-- RECORD EXCERPTS follows --
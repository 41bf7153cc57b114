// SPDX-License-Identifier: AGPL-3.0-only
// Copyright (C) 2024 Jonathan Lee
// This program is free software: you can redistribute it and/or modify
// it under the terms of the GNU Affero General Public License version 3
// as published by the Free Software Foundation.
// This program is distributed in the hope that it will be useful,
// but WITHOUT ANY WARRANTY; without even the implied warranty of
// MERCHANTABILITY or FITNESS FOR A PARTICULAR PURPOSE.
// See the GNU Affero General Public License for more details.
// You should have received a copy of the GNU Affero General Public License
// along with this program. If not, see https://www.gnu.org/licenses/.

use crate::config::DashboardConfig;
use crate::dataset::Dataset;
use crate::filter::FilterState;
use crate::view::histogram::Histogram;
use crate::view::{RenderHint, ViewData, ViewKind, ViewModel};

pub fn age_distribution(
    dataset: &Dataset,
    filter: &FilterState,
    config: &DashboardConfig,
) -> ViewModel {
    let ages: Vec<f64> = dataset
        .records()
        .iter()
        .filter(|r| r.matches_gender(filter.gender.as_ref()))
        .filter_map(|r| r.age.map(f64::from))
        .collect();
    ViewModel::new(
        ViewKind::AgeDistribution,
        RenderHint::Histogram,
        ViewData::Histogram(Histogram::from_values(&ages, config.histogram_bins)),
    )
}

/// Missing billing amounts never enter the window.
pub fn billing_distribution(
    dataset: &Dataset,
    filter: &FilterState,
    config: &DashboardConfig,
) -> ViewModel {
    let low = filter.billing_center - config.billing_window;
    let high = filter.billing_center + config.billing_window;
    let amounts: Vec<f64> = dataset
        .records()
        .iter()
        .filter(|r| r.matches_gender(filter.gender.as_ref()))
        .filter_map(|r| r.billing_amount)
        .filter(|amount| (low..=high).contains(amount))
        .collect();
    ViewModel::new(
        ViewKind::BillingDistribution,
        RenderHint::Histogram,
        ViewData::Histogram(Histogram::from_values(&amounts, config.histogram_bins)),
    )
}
-- RECORD EXCERPTS concluded --
-- RECORD EXCERPTS follows --
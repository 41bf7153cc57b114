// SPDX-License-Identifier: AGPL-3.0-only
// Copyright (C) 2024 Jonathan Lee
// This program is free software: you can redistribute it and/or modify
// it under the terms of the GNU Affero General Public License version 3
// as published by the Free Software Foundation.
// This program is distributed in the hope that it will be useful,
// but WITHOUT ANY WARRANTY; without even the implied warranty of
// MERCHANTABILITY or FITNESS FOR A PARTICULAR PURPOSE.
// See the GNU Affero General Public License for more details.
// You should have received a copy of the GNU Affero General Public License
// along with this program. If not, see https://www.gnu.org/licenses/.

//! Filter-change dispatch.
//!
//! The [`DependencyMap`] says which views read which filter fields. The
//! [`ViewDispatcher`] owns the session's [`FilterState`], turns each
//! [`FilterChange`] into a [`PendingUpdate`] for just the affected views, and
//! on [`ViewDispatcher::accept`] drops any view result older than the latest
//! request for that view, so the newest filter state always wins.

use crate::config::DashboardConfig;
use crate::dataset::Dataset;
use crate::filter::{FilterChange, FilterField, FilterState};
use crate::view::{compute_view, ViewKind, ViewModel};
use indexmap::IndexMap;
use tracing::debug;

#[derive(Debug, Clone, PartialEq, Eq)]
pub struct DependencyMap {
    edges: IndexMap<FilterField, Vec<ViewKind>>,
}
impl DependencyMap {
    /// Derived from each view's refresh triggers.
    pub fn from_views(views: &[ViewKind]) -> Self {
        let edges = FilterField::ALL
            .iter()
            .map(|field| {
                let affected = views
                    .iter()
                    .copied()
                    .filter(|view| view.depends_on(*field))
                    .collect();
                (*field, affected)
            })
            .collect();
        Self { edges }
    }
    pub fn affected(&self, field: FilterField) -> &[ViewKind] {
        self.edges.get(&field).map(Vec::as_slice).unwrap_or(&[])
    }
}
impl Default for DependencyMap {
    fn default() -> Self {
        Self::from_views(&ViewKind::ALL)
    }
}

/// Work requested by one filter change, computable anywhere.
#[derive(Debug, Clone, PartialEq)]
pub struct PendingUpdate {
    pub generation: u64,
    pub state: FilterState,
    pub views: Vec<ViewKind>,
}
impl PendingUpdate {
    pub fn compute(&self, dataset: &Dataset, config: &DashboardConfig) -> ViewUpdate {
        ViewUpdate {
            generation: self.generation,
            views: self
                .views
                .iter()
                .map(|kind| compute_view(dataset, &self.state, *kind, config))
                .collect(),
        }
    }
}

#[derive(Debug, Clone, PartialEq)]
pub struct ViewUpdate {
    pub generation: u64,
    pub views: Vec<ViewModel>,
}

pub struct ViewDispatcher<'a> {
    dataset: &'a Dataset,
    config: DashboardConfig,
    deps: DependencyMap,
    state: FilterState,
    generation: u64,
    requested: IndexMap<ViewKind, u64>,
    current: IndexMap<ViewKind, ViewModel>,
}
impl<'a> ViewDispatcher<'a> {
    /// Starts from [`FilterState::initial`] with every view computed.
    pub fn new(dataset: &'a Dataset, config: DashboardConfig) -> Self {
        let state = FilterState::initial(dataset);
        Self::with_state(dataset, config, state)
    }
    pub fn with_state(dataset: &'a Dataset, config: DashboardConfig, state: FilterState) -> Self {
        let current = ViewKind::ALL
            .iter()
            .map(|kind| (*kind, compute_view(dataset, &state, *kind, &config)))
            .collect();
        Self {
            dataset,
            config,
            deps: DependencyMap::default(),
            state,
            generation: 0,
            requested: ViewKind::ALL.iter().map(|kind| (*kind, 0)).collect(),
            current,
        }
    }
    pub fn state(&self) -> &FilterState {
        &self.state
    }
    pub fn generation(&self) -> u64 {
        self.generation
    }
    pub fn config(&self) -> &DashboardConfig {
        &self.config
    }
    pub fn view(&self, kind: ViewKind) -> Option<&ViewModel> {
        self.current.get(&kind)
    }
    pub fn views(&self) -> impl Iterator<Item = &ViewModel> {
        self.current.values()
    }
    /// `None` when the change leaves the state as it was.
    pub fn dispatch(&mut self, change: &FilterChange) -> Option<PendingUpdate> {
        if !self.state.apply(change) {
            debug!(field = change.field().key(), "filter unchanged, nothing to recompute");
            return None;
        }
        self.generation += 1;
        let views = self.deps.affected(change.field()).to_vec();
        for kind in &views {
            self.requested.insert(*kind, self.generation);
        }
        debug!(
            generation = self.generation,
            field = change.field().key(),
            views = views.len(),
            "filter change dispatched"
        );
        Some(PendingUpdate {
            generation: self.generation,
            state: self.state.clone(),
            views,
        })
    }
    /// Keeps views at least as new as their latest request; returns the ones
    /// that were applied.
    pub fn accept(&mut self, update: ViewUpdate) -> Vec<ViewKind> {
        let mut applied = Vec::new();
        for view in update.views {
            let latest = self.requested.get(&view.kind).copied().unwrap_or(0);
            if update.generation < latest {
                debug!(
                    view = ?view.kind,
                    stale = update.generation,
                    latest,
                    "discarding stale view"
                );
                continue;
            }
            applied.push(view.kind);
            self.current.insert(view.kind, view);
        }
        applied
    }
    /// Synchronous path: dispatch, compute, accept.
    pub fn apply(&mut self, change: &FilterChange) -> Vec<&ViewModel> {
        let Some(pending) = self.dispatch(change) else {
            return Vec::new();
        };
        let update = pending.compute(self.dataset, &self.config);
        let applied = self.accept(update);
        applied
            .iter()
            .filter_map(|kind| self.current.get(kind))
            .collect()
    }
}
-- RECORD EXCERPTS concluded --
YOUR TASK:
Retype only the lines above between the line with "filter fields. The" and the line with "impl Default for", counting those two lines as well, and keep every character as it is.

FINAL ANSWER:
//! The [`DependencyMap`] says which views read which filter fields. The
//! [`ViewDispatcher`] owns the session's [`FilterState`], turns each
//! [`FilterChange`] into a [`PendingUpdate`] for just the affected views, and
//! on [`ViewDispatcher::accept`] drops any view result older than the latest
//! request for that view, so the newest filter state always wins.

use crate::config::DashboardConfig;
use crate::dataset::Dataset;
use crate::filter::{FilterChange, FilterField, FilterState};
use crate::view::{compute_view, ViewKind, ViewModel};
use indexmap::IndexMap;
use tracing::debug;

#[derive(Debug, Clone, PartialEq, Eq)]
pub struct DependencyMap {
    edges: IndexMap<FilterField, Vec<ViewKind>>,
}
impl DependencyMap {
    /// Derived from each view's refresh triggers.
    pub fn from_views(views: &[ViewKind]) -> Self {
        let edges = FilterField::ALL
            .iter()
            .map(|field| {
                let affected = views
                    .iter()
                    .copied()
                    .filter(|view| view.depends_on(*field))
                    .collect();
                (*field, affected)
            })
            .collect();
        Self { edges }
    }
    pub fn affected(&self, field: FilterField) -> &[ViewKind] {
        self.edges.get(&field).map(Vec::as_slice).unwrap_or(&[])
    }
}
impl Default for DependencyMap {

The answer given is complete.